The Deputy Headmaster of Sir Apollo Kaggwa Secondary School, an all inclusive school Nakisunga in Mukono district, Mr Deo Waddimba told Daily Monitor, that Uneb needs to grade special needs students differently.
He also said the grades of special needs students had been affected by the way Mathematics and Entrepreneurship examinations were set.
"Blind students got a problem attempting some Mathematics questions because there is no braille for Mathematics; the braille they learn in primary is only for word making, it difficult to interpret Mathematical symbols," Mr Waddimba in a phone interview.
Blind students, according to Waddimba, cannot draw pie charts or construct angles and the way general science was set required someone to have had a practical experience which some of the special needs students lacked because they are blind.
"In Entrepreneurship there was a paper that required someone to write ledgers, draw tables and post figures which blind students cannot do by nature of their disability," he said.
Sir Apollo Kaggwa Secondary School sat five blind students, three managed to get distinctions in Christian Religious Education (CRE) and history. A
According to Mr Waddimba, the three have good arts combinations and would continue to Advanced Level but the others will be advised to pursue other courses.
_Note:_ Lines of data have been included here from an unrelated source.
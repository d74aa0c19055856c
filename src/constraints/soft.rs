//! Soft constraints: the weighted cost policy.
//!
//! Admissible candidates are priced by a configurable weighted sum of
//! penalty terms; the solver prefers lower scores. Terms:
//!
//! - **avoid**: assigning against an `Avoid` request. The default
//!   weight is large enough that leaving a seat unfilled is cheaper
//!   than overriding an avoid wish.
//! - **prefer**: honoring a `Prefer` request *reduces* the raw score,
//!   so a preferring member outranks an indifferent peer.
//! - **fairness**: the member's load (hours) above the lightest-loaded
//!   roster member, measured before the candidate is applied and
//!   divided by the member's seniority weight. The least-loaded
//!   candidate pays nothing, so selection rotates through the roster
//!   and a balanced schedule reports zero fairness cost.
//! - **fragmentation**: starting a same-role slot that an already
//!   assigned member could have continued seamlessly.
//!
//! The raw score may be negative (prefer discount); reported costs are
//! clamped at zero so the schedule's total soft cost stays
//! non-negative.

use serde::{Deserialize, Serialize};

use crate::models::{Assignment, RequestKind};
use crate::snapshot::Snapshot;

use super::hard;

const MS_PER_HOUR: f64 = 3_600_000.0;

/// Weights of the soft-cost terms.
#[derive(Debug, Clone, Copy, Serialize, Deserialize)]
pub struct CostWeights {
    /// Penalty per unit weight for assigning against an `Avoid` request.
    pub avoid_weight: f64,
    /// Discount per unit weight for honoring a `Prefer` request.
    pub prefer_weight: f64,
    /// Penalty per hour of load above the lightest-loaded member.
    pub fairness_weight: f64,
    /// Penalty for breaking a feasible same-role continuation.
    pub fragmentation_weight: f64,
}

impl Default for CostWeights {
    fn default() -> Self {
        Self {
            avoid_weight: 10.0,
            prefer_weight: 1.0,
            fairness_weight: 1.0,
            fragmentation_weight: 0.5,
        }
    }
}

/// Computes the raw (unclamped) soft score of an admissible candidate.
///
/// Used by the solver to rank candidates; may be negative when a
/// `Prefer` request is honored. Pure over its inputs.
pub fn raw_score(
    candidate: &Assignment,
    partial: &[Assignment],
    snapshot: &Snapshot,
    weights: &CostWeights,
) -> f64 {
    let (Some(member), Some(slot)) = (
        snapshot.member(&candidate.member_id),
        snapshot.slot(&candidate.slot_id),
    ) else {
        return 0.0;
    };

    let mut score = 0.0;

    for request in snapshot.requests_for(&member.id) {
        if !request.applies_to(slot) {
            continue;
        }
        match request.kind {
            RequestKind::Prefer => score -= weights.prefer_weight * request.weight,
            RequestKind::Avoid => score += weights.avoid_weight * request.weight,
            RequestKind::MandatoryOff => {} // hard constraint, not priced
        }
    }

    // Fairness: hours above the lightest-loaded roster member,
    // discounted by seniority weight. Degenerate zero weights fall
    // back to the baseline instead of dividing by zero.
    let load_ms = member_load_ms(&member.id, partial);
    let min_load_ms = snapshot
        .members()
        .map(|m| member_load_ms(&m.id, partial))
        .min()
        .unwrap_or(0);
    let above_hours = (load_ms - min_load_ms).max(0) as f64 / MS_PER_HOUR;
    let seniority = if member.weight > 0.0 { member.weight } else { 1.0 };
    score += weights.fairness_weight * above_hours / seniority;

    if breaks_continuation(candidate, partial, snapshot) {
        score += weights.fragmentation_weight;
    }

    score
}

/// Clamps a raw score to the reported non-negative cost.
#[inline]
pub fn clamp_cost(raw: f64) -> f64 {
    raw.max(0.0)
}

/// Total assigned time of one member in a partial schedule (ms).
fn member_load_ms(member_id: &str, partial: &[Assignment]) -> i64 {
    partial
        .iter()
        .filter(|a| a.member_id == member_id)
        .map(|a| a.duration_ms())
        .sum()
}

/// Whether the candidate starts a same-role slot that a member already
/// on the adjacent preceding slot could have continued instead.
///
/// The continuation must actually be feasible for the incumbent —
/// an incumbent barred by rest, load, or any other hard constraint
/// does not make the candidate fragmenting.
fn breaks_continuation(candidate: &Assignment, partial: &[Assignment], snapshot: &Snapshot) -> bool {
    let Some(slot) = snapshot.slot(&candidate.slot_id) else {
        return false;
    };

    let predecessors: Vec<_> = snapshot
        .slots()
        .iter()
        .filter(|p| {
            p.id != slot.id
                && p.required_role == slot.required_role
                && p.window.end_ms == slot.window.start_ms
        })
        .collect();
    if predecessors.is_empty() {
        return false;
    }

    let mut incumbent_could_continue = false;
    for predecessor in predecessors {
        for held in partial.iter().filter(|a| a.slot_id == predecessor.id) {
            if held.member_id == candidate.member_id {
                return false; // the candidate is the continuation
            }
            let continuation = Assignment::new(held.member_id.clone(), slot.id.clone(), slot.window);
            if hard::check_hard(&continuation, partial, snapshot).is_none() {
                incumbent_could_continue = true;
            }
        }
    }
    incumbent_could_continue
}

#[cfg(test)]
mod tests {
    use super::*;
    use crate::models::{Member, ShiftRequest, ShiftSlot, TimeWindow};
    use crate::snapshot::GenerationRequest;

    const HOUR: i64 = 3_600_000;

    fn candidate(member_id: &str, slot_id: &str, start: i64, end: i64) -> Assignment {
        Assignment::new(member_id, slot_id, TimeWindow::new(start, end))
    }

    #[test]
    fn test_neutral_candidate_scores_zero() {
        let snapshot = Snapshot::build(
            GenerationRequest::new(0, 24 * HOUR)
                .with_member(Member::new("m1"))
                .with_member(Member::new("m2"))
                .with_slot(ShiftSlot::new("s1", 0, 8 * HOUR)),
        );
        let score = raw_score(
            &candidate("m1", "s1", 0, 8 * HOUR),
            &[],
            &snapshot,
            &CostWeights::default(),
        );
        assert!((score - 0.0).abs() < 1e-10);
    }

    #[test]
    fn test_prefer_discount() {
        let snapshot = Snapshot::build(
            GenerationRequest::new(0, 24 * HOUR)
                .with_member(Member::new("m1"))
                .with_member(Member::new("m2"))
                .with_slot(ShiftSlot::new("s1", 0, 8 * HOUR))
                .with_request(ShiftRequest::prefer_slot("m1", "s1").with_weight(2.0)),
        );
        let score = raw_score(
            &candidate("m1", "s1", 0, 8 * HOUR),
            &[],
            &snapshot,
            &CostWeights::default(),
        );
        assert!((score - (-2.0)).abs() < 1e-10);
        assert!((clamp_cost(score) - 0.0).abs() < 1e-10);
    }

    #[test]
    fn test_avoid_penalty() {
        let snapshot = Snapshot::build(
            GenerationRequest::new(0, 24 * HOUR)
                .with_member(Member::new("m1"))
                .with_member(Member::new("m2"))
                .with_slot(ShiftSlot::new("s1", 0, 8 * HOUR))
                .with_request(ShiftRequest::avoid_slot("m1", "s1")),
        );
        let score = raw_score(
            &candidate("m1", "s1", 0, 8 * HOUR),
            &[],
            &snapshot,
            &CostWeights::default(),
        );
        assert!((score - 10.0).abs() < 1e-10);
    }

    #[test]
    fn test_fairness_charges_load_above_minimum() {
        let snapshot = Snapshot::build(
            GenerationRequest::new(0, 48 * HOUR)
                .with_member(Member::new("m1"))
                .with_member(Member::new("m2"))
                .with_slot(ShiftSlot::new("s1", 0, 8 * HOUR))
                .with_slot(ShiftSlot::new("s2", 8 * HOUR, 16 * HOUR))
                .with_slot(ShiftSlot::new("s3", 20 * HOUR, 28 * HOUR)),
        );
        let partial = vec![
            candidate("m1", "s1", 0, 8 * HOUR),
            candidate("m1", "s2", 8 * HOUR, 16 * HOUR),
        ];
        // m1 sits 16h above the idle m2
        let score = raw_score(
            &candidate("m1", "s3", 20 * HOUR, 28 * HOUR),
            &partial,
            &snapshot,
            &CostWeights::default(),
        );
        assert!((score - 16.0).abs() < 1e-10);

        // m2 is the lightest-loaded member and pays nothing
        let score = raw_score(
            &candidate("m2", "s3", 20 * HOUR, 28 * HOUR),
            &partial,
            &snapshot,
            &CostWeights::default(),
        );
        assert!((score - 0.0).abs() < 1e-10);
    }

    #[test]
    fn test_seniority_weight_discounts_fairness() {
        // m1 carries weight 2.0: the 16h above-minimum charge halves.
        let snapshot = Snapshot::build(
            GenerationRequest::new(0, 48 * HOUR)
                .with_member(Member::new("m1").with_weight(2.0))
                .with_member(Member::new("m2"))
                .with_slot(ShiftSlot::new("s1", 0, 8 * HOUR))
                .with_slot(ShiftSlot::new("s2", 8 * HOUR, 16 * HOUR))
                .with_slot(ShiftSlot::new("s3", 20 * HOUR, 28 * HOUR)),
        );
        let partial = vec![
            candidate("m1", "s1", 0, 8 * HOUR),
            candidate("m1", "s2", 8 * HOUR, 16 * HOUR),
        ];
        let score = raw_score(
            &candidate("m1", "s3", 20 * HOUR, 28 * HOUR),
            &partial,
            &snapshot,
            &CostWeights::default(),
        );
        assert!((score - 8.0).abs() < 1e-10);
    }

    #[test]
    fn test_fragmentation_penalty() {
        // s2 continues s1 (same role, adjacent). m1 holds s1 and could
        // continue; m2 taking s2 breaks the continuation.
        let snapshot = Snapshot::build(
            GenerationRequest::new(0, 48 * HOUR)
                .with_member(Member::new("m1").with_role("cashier"))
                .with_member(Member::new("m2").with_role("cashier"))
                .with_slot(ShiftSlot::new("s1", 0, 4 * HOUR).with_role("cashier"))
                .with_slot(ShiftSlot::new("s2", 4 * HOUR, 8 * HOUR).with_role("cashier")),
        );
        let partial = vec![candidate("m1", "s1", 0, 4 * HOUR)];

        let intruder = raw_score(
            &candidate("m2", "s2", 4 * HOUR, 8 * HOUR),
            &partial,
            &snapshot,
            &CostWeights::default(),
        );
        assert!((intruder - 0.5).abs() < 1e-10);

        // The incumbent pays fairness for the 4h they already hold,
        // but no fragmentation term.
        let continuation = raw_score(
            &candidate("m1", "s2", 4 * HOUR, 8 * HOUR),
            &partial,
            &snapshot,
            &CostWeights::default(),
        );
        assert!((continuation - 4.0).abs() < 1e-10);
    }

    #[test]
    fn test_no_fragmentation_when_incumbent_blocked() {
        // The s1 incumbent needs 8h rest, so they cannot continue into
        // s2; m2 taking s2 is not fragmenting.
        let snapshot = Snapshot::build(
            GenerationRequest::new(0, 48 * HOUR)
                .with_member(Member::new("m1").with_role("cashier").with_min_rest(8 * HOUR))
                .with_member(Member::new("m2").with_role("cashier"))
                .with_slot(ShiftSlot::new("s1", 0, 4 * HOUR).with_role("cashier"))
                .with_slot(ShiftSlot::new("s2", 4 * HOUR, 8 * HOUR).with_role("cashier")),
        );
        let partial = vec![candidate("m1", "s1", 0, 4 * HOUR)];
        let score = raw_score(
            &candidate("m2", "s2", 4 * HOUR, 8 * HOUR),
            &partial,
            &snapshot,
            &CostWeights::default(),
        );
        assert!((score - 0.0).abs() < 1e-10);
    }

    #[test]
    fn test_avoid_outweighs_fairness_rotation() {
        // Golden check of the default weight ordering: one avoided
        // assignment (10.0) costs more than several hours of load
        // excess (1.0/h), matching the policy that unfilled beats
        // forcing an avoid.
        let w = CostWeights::default();
        assert!(w.avoid_weight > 4.0 * w.fairness_weight);
        assert!(w.fragmentation_weight < w.prefer_weight);
    }
}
According to results by Uneb from three secondary schools for the deaf, the best student scored 33 aggregates while the worst performing student scored 72 aggregates. 13 of the students who scored between 69 and 72 aggregates failed.
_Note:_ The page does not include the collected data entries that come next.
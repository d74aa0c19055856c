//! Time windows and member availability.
//!
//! Defines when a member can be rostered: positive availability windows
//! and negative unavailable periods (leave, blocked days).
//!
//! # Time Model
//! All times are in milliseconds relative to a scheduling epoch.
//! The consumer defines what epoch means (e.g., start of the roster period).
//!
//! # Precedence
//! Unavailable periods override availability windows. A shift window is
//! workable iff:
//! - It is fully covered by the `available` windows (or none are declared), AND
//! - It does NOT overlap any `unavailable` entry.

use serde::{Deserialize, Serialize};

/// A time interval [start, end).
///
/// Half-open interval: includes start, excludes end.
#[derive(Debug, Clone, Copy, Default, Serialize, Deserialize, PartialEq, Eq)]
pub struct TimeWindow {
    /// Interval start (ms, inclusive).
    pub start_ms: i64,
    /// Interval end (ms, exclusive).
    pub end_ms: i64,
}

impl TimeWindow {
    /// Creates a new time window.
    pub fn new(start_ms: i64, end_ms: i64) -> Self {
        Self { start_ms, end_ms }
    }

    /// Duration of this window (ms).
    #[inline]
    pub fn duration_ms(&self) -> i64 {
        self.end_ms - self.start_ms
    }

    /// Whether a timestamp falls within this window.
    #[inline]
    pub fn contains(&self, time_ms: i64) -> bool {
        time_ms >= self.start_ms && time_ms < self.end_ms
    }

    /// Whether two windows overlap.
    pub fn overlaps(&self, other: &Self) -> bool {
        self.start_ms < other.end_ms && other.start_ms < self.end_ms
    }

    /// Whether this window fully covers another.
    pub fn covers(&self, other: &Self) -> bool {
        self.start_ms <= other.start_ms && other.end_ms <= self.end_ms
    }

    /// Gap between two disjoint windows (ms).
    ///
    /// Returns `None` if the windows overlap. Adjacent windows have gap 0.
    pub fn gap_to(&self, other: &Self) -> Option<i64> {
        if self.overlaps(other) {
            return None;
        }
        if self.end_ms <= other.start_ms {
            Some(other.start_ms - self.end_ms)
        } else {
            Some(self.start_ms - other.end_ms)
        }
    }
}

/// A member's declared availability for the roster period.
///
/// Combines positive availability windows with overriding unavailable
/// periods. If no `available` windows are declared, the member is
/// available whenever not blocked.
#[derive(Debug, Clone, Serialize, Deserialize)]
pub struct Availability {
    /// Member this record belongs to (lookup reference, not ownership).
    pub member_id: String,
    /// Periods the member declared workable.
    /// Empty = available at any time.
    pub available: Vec<TimeWindow>,
    /// Periods the member cannot work (overrides `available`).
    pub unavailable: Vec<TimeWindow>,
    /// Per-period load cap override (ms). Replaces the member's
    /// `max_load_ms` for this generation run when present.
    pub max_load_override_ms: Option<i64>,
}

impl Availability {
    /// Creates an empty record (no constraints = always available).
    pub fn new(member_id: impl Into<String>) -> Self {
        Self {
            member_id: member_id.into(),
            available: Vec::new(),
            unavailable: Vec::new(),
            max_load_override_ms: None,
        }
    }

    /// Adds an availability window.
    pub fn with_available(mut self, start_ms: i64, end_ms: i64) -> Self {
        self.available.push(TimeWindow::new(start_ms, end_ms));
        self
    }

    /// Adds an unavailable period.
    pub fn with_unavailable(mut self, start_ms: i64, end_ms: i64) -> Self {
        self.unavailable.push(TimeWindow::new(start_ms, end_ms));
        self
    }

    /// Sets the per-period load cap override.
    pub fn with_load_override(mut self, max_load_ms: i64) -> Self {
        self.max_load_override_ms = Some(max_load_ms);
        self
    }

    /// Whether a timestamp is workable.
    pub fn is_available_at(&self, time_ms: i64) -> bool {
        if self.unavailable.iter().any(|w| w.contains(time_ms)) {
            return false;
        }
        if self.available.is_empty() {
            return true;
        }
        self.available.iter().any(|w| w.contains(time_ms))
    }

    /// Whether an entire window is workable.
    ///
    /// The window must not overlap any unavailable period and, when
    /// availability windows are declared, must be fully covered by one
    /// of them. Coverage by a single window is required: split
    /// availability across two touching windows does not admit a shift
    /// spanning the seam.
    pub fn is_available_during(&self, window: &TimeWindow) -> bool {
        if self.unavailable.iter().any(|w| w.overlaps(window)) {
            return false;
        }
        if self.available.is_empty() {
            return true;
        }
        self.available.iter().any(|w| w.covers(window))
    }

    /// Whether any unavailable period overlaps the window.
    pub fn is_blocked_during(&self, window: &TimeWindow) -> bool {
        self.unavailable.iter().any(|w| w.overlaps(window))
    }
}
Last year 357 candidates sat for Uganda Certificate of Education (UCE) examinations.
According to data from Uneb, 31 blind students sat for UCE examinations last year, 82 other students had low vision and 61 students were deaf.
There were 31 dyslexics students (who lack the skill to read, spell and write) 79 physically handicapped students and another 73 students with other forms of disabilities.
Uneb executive secretary, Daniel Odongo, said yesterday they had made adequately prepared special needs students sit their examinations.
He said some questions were modified, provided questions written in braille form, provided special personnel for handicapped and dyslexics and sign language interpreters for the deaf and all special needs students were allowed an extra 45 minutes.